🤖 AI Summary
This study investigates capability bottlenecks of vision-language models (VLMs) in cross-modal entity state tracking—specifically, the joint updating and long-term maintenance of entity states across text and image modalities. To address this, we introduce MET-Bench, the first dedicated multimodal entity tracking benchmark, grounded in two structured domains: chess and shell games. It features cross-modal state annotations, controllable-difficulty trajectory generation, and a behavioral attribution analysis framework. Key findings reveal that VLMs underperform significantly on image-modality tracking compared to text-modality tracking (average gap >40%), primarily due to deficits in visual reasoning—not low-level perception. Chain-of-thought prompting yields modest improvements, yet long-horizon, cross-modal tracking remains a fundamental limitation. This work establishes a reproducible, diagnostic benchmark and analytical paradigm for advancing multimodal representation learning and reasoning research.
📝 Abstract
Entity tracking is a fundamental challenge in natural language understanding, requiring models to maintain coherent representations of entities. Previous work has benchmarked entity tracking performance in purely text-based tasks.
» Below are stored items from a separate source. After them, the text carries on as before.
use reqwest::Method;
use serde_json::{json, Value};
use tracing::{debug, info};
use uuid::Uuid;

use shared_config::AppConfig;
use shared_database::supabase::SupabaseClient;
use shared_models::auth::AuthUser;

use crate::models::{Doctor, DoctorDirectoryEntry, DoctorError};
use crate::services::schedule::AvailabilityRule;

pub struct DoctorService {
    supabase: SupabaseClient,
}

impl DoctorService {
    pub fn new(config: &AppConfig) -> Self {
        Self {
            supabase: SupabaseClient::new(config),
        }
    }

    pub async fn get_doctor(&self, doctor_id: Uuid, auth_token: &str) -> Result<Doctor, DoctorError> {
        debug!("Fetching doctor profile: {}", doctor_id);

        let path = format!("/rest/v1/doctors?id=eq.{}", doctor_id);
        let result: Vec<Value> = self
            .supabase
            .request(Method::GET, &path, Some(auth_token), None)
            .await
            .map_err(|e| DoctorError::Database(e.to_string()))?;

        let row = result.into_iter().next().ok_or(DoctorError::NotFound)?;
        serde_json::from_value(row).map_err(|e| DoctorError::Database(e.to_string()))
    }

    /// Resolve the doctor profile owned by an account. Used for ownership
    /// checks; the profile id always comes from this lookup, never from
    /// the request.
    pub async fn get_doctor_by_user(&self, user_id: Uuid, auth_token: &str) -> Result<Doctor, DoctorError> {
        let path = format!("/rest/v1/doctors?user_id=eq.{}", user_id);
        let result: Vec<Value> = self
            .supabase
            .request(Method::GET, &path, Some(auth_token), None)
            .await
            .map_err(|e| DoctorError::Database(e.to_string()))?;

        let row = result.into_iter().next().ok_or(DoctorError::NotFound)?;
        serde_json::from_value(row).map_err(|e| DoctorError::Database(e.to_string()))
    }

    /// Replace a doctor's availability rule. The string must parse before
    /// it is stored; only the owning doctor or an admin may change it.
    pub async fn set_availability(
        &self,
        actor: &AuthUser,
        doctor_id: Uuid,
        availability: &str,
        auth_token: &str,
    ) -> Result<Doctor, DoctorError> {
        let rule = AvailabilityRule::parse(availability)?;

        let doctor = self.get_doctor(doctor_id, auth_token).await?;

        if !actor.is_admin() && doctor.user_id != actor.user_id {
            return Err(DoctorError::Unauthorized);
        }

        let path = format!("/rest/v1/doctors?id=eq.{}", doctor_id);
        let mut headers = reqwest::header::HeaderMap::new();
        headers.insert(
            "Prefer",
            reqwest::header::HeaderValue::from_static("return=representation"),
        );

        let result: Vec<Value> = self
            .supabase
            .request_with_headers(
                Method::PATCH,
                &path,
                Some(auth_token),
                Some(json!({ "availability": availability })),
                Some(headers),
            )
            .await
            .map_err(|e| DoctorError::Database(e.to_string()))?;

        let row = result.into_iter().next().ok_or(DoctorError::NotFound)?;
        let updated: Doctor =
            serde_json::from_value(row).map_err(|e| DoctorError::Database(e.to_string()))?;

        info!("Availability for doctor {} set to '{}'", doctor_id, rule);
        Ok(updated)
    }

    /// Remove a doctor from the roster by deleting the owning account.
    /// The store cascades to the profile, its appointments and their
    /// treatments and payments.
    pub async fn delete_doctor(&self, doctor_id: Uuid, auth_token: &str) -> Result<(), DoctorError> {
        let doctor = self.get_doctor(doctor_id, auth_token).await?;

        let path = format!("/rest/v1/users?id=eq.{}", doctor.user_id);
        let _: Vec<Value> = self
            .supabase
            .request(Method::DELETE, &path, Some(auth_token), None)
            .await
            .map_err(|e| DoctorError::Database(e.to_string()))?;

        info!("Doctor {} removed from roster", doctor_id);
        Ok(())
    }

    /// Filtered doctor directory. The full view is fetched and the query
    /// predicate applied in memory; an empty query is the unfiltered
    /// listing.
    pub async fn search_doctors(
        &self,
        query: &str,
        auth_token: &str,
    ) -> Result<Vec<DoctorDirectoryEntry>, DoctorError> {
        debug!("Searching doctor directory with query '{}'", query);

        let path = "/rest/v1/doctor_directory?order=name.asc";
        let result: Vec<Value> = self
            .supabase
            .request(Method::GET, path, Some(auth_token), None)
            .await
            .map_err(|e| DoctorError::Database(e.to_string()))?;

        let entries: Vec<DoctorDirectoryEntry> = result
            .into_iter()
            .map(serde_json::from_value)
            .collect::<Result<_, _>>()
            .map_err(|e| DoctorError::Database(e.to_string()))?;

        Ok(entries
            .into_iter()
            .filter(|entry| entry.matches(query))
            .collect())
    }
}
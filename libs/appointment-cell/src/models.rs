use chrono::{DateTime, Utc};
use serde::{Deserialize, Serialize};
use std::fmt;
use uuid::Uuid;

use doctor_cell::services::schedule::{ScheduleFormatError, SlotRejection};

// ==============================================================================
// CORE APPOINTMENT MODELS
// ==============================================================================

#[derive(Debug, Clone, Serialize, Deserialize)]
pub struct Appointment {
    pub id: Uuid,
    pub patient_id: Uuid,
    pub doctor_id: Uuid,
    pub appointment_date: DateTime<Utc>,
    pub status: AppointmentStatus,
    pub notes: Option<String>,
}

#[derive(Debug, Clone, Copy, PartialEq, Eq, Serialize, Deserialize)]
pub enum AppointmentStatus {
    Scheduled,
    Completed,
    Cancelled,
}

impl AppointmentStatus {
    /// Completed and Cancelled have no outgoing transitions.
    pub fn is_terminal(&self) -> bool {
        matches!(self, AppointmentStatus::Completed | AppointmentStatus::Cancelled)
    }
}

impl fmt::Display for AppointmentStatus {
    fn fmt(&self, f: &mut fmt::Formatter<'_>) -> fmt::Result {
        match self {
            AppointmentStatus::Scheduled => write!(f, "Scheduled"),
            AppointmentStatus::Completed => write!(f, "Completed"),
            AppointmentStatus::Cancelled => write!(f, "Cancelled"),
        }
    }
}

/// Consultation record owned by an appointment. At most one per
/// appointment, upserted by appointment id.
#[derive(Debug, Clone, Serialize, Deserialize)]
pub struct Treatment {
    pub id: Uuid,
    pub appointment_id: Uuid,
    pub diagnosis: String,
    pub prescription: String,
    pub notes: Option<String>,
    pub record_date: DateTime<Utc>,
}

#[derive(Debug, Clone, Serialize, Deserialize)]
pub struct Payment {
    pub id: Uuid,
    pub appointment_id: Uuid,
    pub amount: f64,
    pub status: PaymentStatus,
    pub billing_date: DateTime<Utc>,
}

#[derive(Debug, Clone, Copy, PartialEq, Eq, Serialize, Deserialize)]
#[serde(rename_all = "lowercase")]
pub enum PaymentStatus {
    Pending,
    Paid,
}

impl fmt::Display for PaymentStatus {
    fn fmt(&self, f: &mut fmt::Formatter<'_>) -> fmt::Result {
        match self {
            PaymentStatus::Pending => write!(f, "pending"),
            PaymentStatus::Paid => write!(f, "paid"),
        }
    }
}

// ==============================================================================
// REQUEST/RESPONSE MODELS
// ==============================================================================

#[derive(Debug, Clone, Serialize, Deserialize)]
pub struct CreateAppointmentRequest {
    pub doctor_id: Uuid,
    pub appointment_date: DateTime<Utc>,
    pub notes: Option<String>,
}

#[derive(Debug, Clone, Serialize, Deserialize)]
pub struct RescheduleAppointmentRequest {
    pub appointment_date: DateTime<Utc>,
}

#[derive(Debug, Clone, Serialize, Deserialize)]
pub struct MarkStatusRequest {
    pub status: AppointmentStatus,
}

#[derive(Debug, Clone, Serialize, Deserialize)]
pub struct SaveTreatmentRequest {
    pub diagnosis: String,
    pub prescription: String,
    pub notes: Option<String>,
}

#[derive(Debug, Clone, Serialize, Deserialize)]
pub struct RecordPaymentRequest {
    pub amount: f64,
}

/// Result of the save-treatment transaction: the upserted record plus the
/// appointment and payment statuses after the cascading updates.
#[derive(Debug, Clone, Serialize, Deserialize)]
pub struct TreatmentOutcome {
    pub treatment: Treatment,
    pub appointment_status: AppointmentStatus,
    pub payment_status: Option<PaymentStatus>,
}

// ==============================================================================
// ERROR TYPES
// ==============================================================================

#[derive(Debug, thiserror::Error)]
pub enum AppointmentError {
    #[error("Appointment not found")]
    NotFound,

    #[error("Patient profile not found")]
    PatientNotFound,

    #[error("Doctor not found")]
    DoctorNotFound,

    #[error("Slot unavailable: {0}")]
    SlotUnavailable(SlotRejection),

    #[error(transparent)]
    UnparseableSchedule(#[from] ScheduleFormatError),

    #[error("Doctor already has an appointment booked at this time")]
    SlotTaken,

    #[error("Appointment cannot move from {0} to {1}")]
    InvalidTransition(AppointmentStatus, AppointmentStatus),

    #[error("No treatment recorded for this appointment")]
    TreatmentNotFound,

    #[error("No payment recorded for this appointment")]
    PaymentNotFound,

    #[error("Payment already recorded for this appointment")]
    PaymentAlreadyRecorded,

    #[error("Not authorized to perform this operation")]
    Unauthorized,

    #[error("Validation error: {0}")]
    Validation(String),

    #[error("Database error: {0}")]
    Database(String),
}
use std::sync::Arc;

use base64::{engine::general_purpose, Engine as _};
use chrono::{Duration, Utc};
use hmac::{Hmac, Mac};
use serde_json::json;
use sha2::Sha256;
use uuid::Uuid;

use shared_config::AppConfig;
use shared_models::auth::{AuthUser, Role};

pub struct TestConfig {
    pub jwt_secret: String,
    pub supabase_url: String,
    pub supabase_anon_key: String,
    pub exclusive_slots: bool,
}

impl Default for TestConfig {
    fn default() -> Self {
        Self {
            jwt_secret: "test-secret-key-for-jwt-validation-must-be-long-enough".to_string(),
            supabase_url: "http://localhost:54321".to_string(),
            supabase_anon_key: "test-anon-key".to_string(),
            exclusive_slots: false,
        }
    }
}

impl TestConfig {
    pub fn with_store_url(url: &str) -> Self {
        Self {
            supabase_url: url.to_string(),
            ..Self::default()
        }
    }

    pub fn to_app_config(&self) -> AppConfig {
        AppConfig {
            supabase_url: self.supabase_url.clone(),
            supabase_anon_key: self.supabase_anon_key.clone(),
            jwt_secret: self.jwt_secret.clone(),
            admin_email: "admin@clinic.local".to_string(),
            admin_password: "admin-test-password".to_string(),
            exclusive_slots: self.exclusive_slots,
        }
    }

    pub fn to_arc(&self) -> Arc<AppConfig> {
        Arc::new(self.to_app_config())
    }
}

pub struct TestUser {
    pub id: Uuid,
    pub email: String,
    pub role: Role,
}

impl TestUser {
    pub fn new(email: &str, role: Role) -> Self {
        Self {
            id: Uuid::new_v4(),
            email: email.to_string(),
            role,
        }
    }

    pub fn doctor(email: &str) -> Self {
        Self::new(email, Role::Doctor)
    }

    pub fn patient(email: &str) -> Self {
        Self::new(email, Role::Patient)
    }

    pub fn admin(email: &str) -> Self {
        Self::new(email, Role::Admin)
    }

    pub fn to_auth_user(&self) -> AuthUser {
        AuthUser {
            user_id: self.id,
            email: Some(self.email.clone()),
            role: self.role,
            created_at: Some(Utc::now()),
        }
    }
}

pub struct JwtTestUtils;

impl JwtTestUtils {
    pub fn create_test_token(user: &TestUser, secret: &str, exp_hours: Option<i64>) -> String {
        let now = Utc::now();
        let exp = now + Duration::hours(exp_hours.unwrap_or(24));

        let header = json!({
            "alg": "HS256",
            "typ": "JWT"
        });

        let payload = json!({
            "sub": user.id.to_string(),
            "email": user.email,
            "role": user.role,
            "iat": now.timestamp(),
            "exp": exp.timestamp()
        });

        let header_encoded = general_purpose::URL_SAFE_NO_PAD.encode(header.to_string());
        let payload_encoded = general_purpose::URL_SAFE_NO_PAD.encode(payload.to_string());

        let signing_input = format!("{}.{}", header_encoded, payload_encoded);

        let mut mac = Hmac::<Sha256>::new_from_slice(secret.as_bytes())
            .expect("HMAC can take key of any size");
        mac.update(signing_input.as_bytes());
        let signature = mac.finalize().into_bytes();
        let signature_encoded = general_purpose::URL_SAFE_NO_PAD.encode(signature);

        format!("{}.{}", signing_input, signature_encoded)
    }

    pub fn create_expired_token(user: &TestUser, secret: &str) -> String {
        Self::create_test_token(user, secret, Some(-1))
    }

    pub fn create_invalid_signature_token(user: &TestUser) -> String {
        Self::create_test_token(user, "wrong-secret", Some(24))
    }

    pub fn create_malformed_token() -> String {
        "invalid.token.format".to_string()
    }
}

/// Canned PostgREST rows for wiremock-backed tests, shaped like the store
/// tables and directory views the services read.
pub struct MockStoreResponses;

impl MockStoreResponses {
    pub fn user_row(user_id: Uuid, email: &str, name: &str, role: Role, password_hash: &str) -> serde_json::Value {
        json!({
            "id": user_id,
            "name": name,
            "email": email,
            "password_hash": password_hash,
            "role": role,
            "created_at": "2024-01-01T00:00:00Z"
        })
    }

    pub fn doctor_row(doctor_id: Uuid, user_id: Uuid, specialization: &str, availability: &str) -> serde_json::Value {
        json!({
            "id": doctor_id,
            "user_id": user_id,
            "specialization": specialization,
            "phone": "0851234567",
            "availability": availability
        })
    }

    pub fn doctor_directory_row(
        doctor_id: Uuid,
        user_id: Uuid,
        name: &str,
        specialization: &str,
        availability: &str,
    ) -> serde_json::Value {
        json!({
            "doctor_id": doctor_id,
            "user_id": user_id,
            "name": name,
            "email": "doctor@example.com",
            "specialization": specialization,
            "phone": "0851234567",
            "availability": availability
        })
    }

    pub fn patient_row(patient_id: Uuid, user_id: Uuid, medical_record_number: i64) -> serde_json::Value {
        json!({
            "id": patient_id,
            "user_id": user_id,
            "medical_record_number": medical_record_number,
            "age": 34,
            "gender": "Female",
            "blood_group": "O+",
            "phone": "0861234567",
            "address": "12 Harbour Road"
        })
    }

    pub fn patient_directory_row(
        patient_id: Uuid,
        user_id: Uuid,
        medical_record_number: i64,
        name: &str,
        phone: &str,
    ) -> serde_json::Value {
        json!({
            "patient_id": patient_id,
            "user_id": user_id,
            "medical_record_number": medical_record_number,
            "name": name,
            "email": "patient@example.com",
            "age": 34,
            "gender": "Female",
            "blood_group": "O+",
            "phone": phone,
            "address": "12 Harbour Road"
        })
    }

    pub fn appointment_row(
        appointment_id: Uuid,
        patient_id: Uuid,
        doctor_id: Uuid,
        appointment_date: &str,
        status: &str,
    ) -> serde_json::Value {
        json!({
            "id": appointment_id,
            "patient_id": patient_id,
            "doctor_id": doctor_id,
            "appointment_date": appointment_date,
            "status": status,
            "notes": null
        })
    }

    pub fn treatment_row(appointment_id: Uuid, diagnosis: &str, prescription: &str) -> serde_json::Value {
        json!({
            "id": Uuid::new_v4(),
            "appointment_id": appointment_id,
            "diagnosis": diagnosis,
            "prescription": prescription,
            "notes": null,
            "record_date": "2024-01-01T00:00:00Z"
        })
    }

    pub fn payment_row(appointment_id: Uuid, amount: f64, status: &str) -> serde_json::Value {
        json!({
            "id": Uuid::new_v4(),
            "appointment_id": appointment_id,
            "amount": amount,
            "status": status,
            "billing_date": "2024-01-01T00:00:00Z"
        })
    }
}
We introduce MET-Bench, a multimodal entity tracking benchmark designed to evaluate the ability of vision-language models to track entity states across modalities. Using two structured domains, Chess and the Shell Game, we assess how effectively current models integrate textual and image-based state updates. Our findings reveal a significant performance gap between text-based and image-based tracking and that this performance gap stems from deficits in visual reasoning rather than perception. We further show that explicit text-based reasoning strategies improve performance, yet substantial limitations remain, especially in long-horizon multimodal scenarios. Our results highlight the need for improved multimodal representations and reasoning techniques to bridge the gap between textual and visual entity tracking.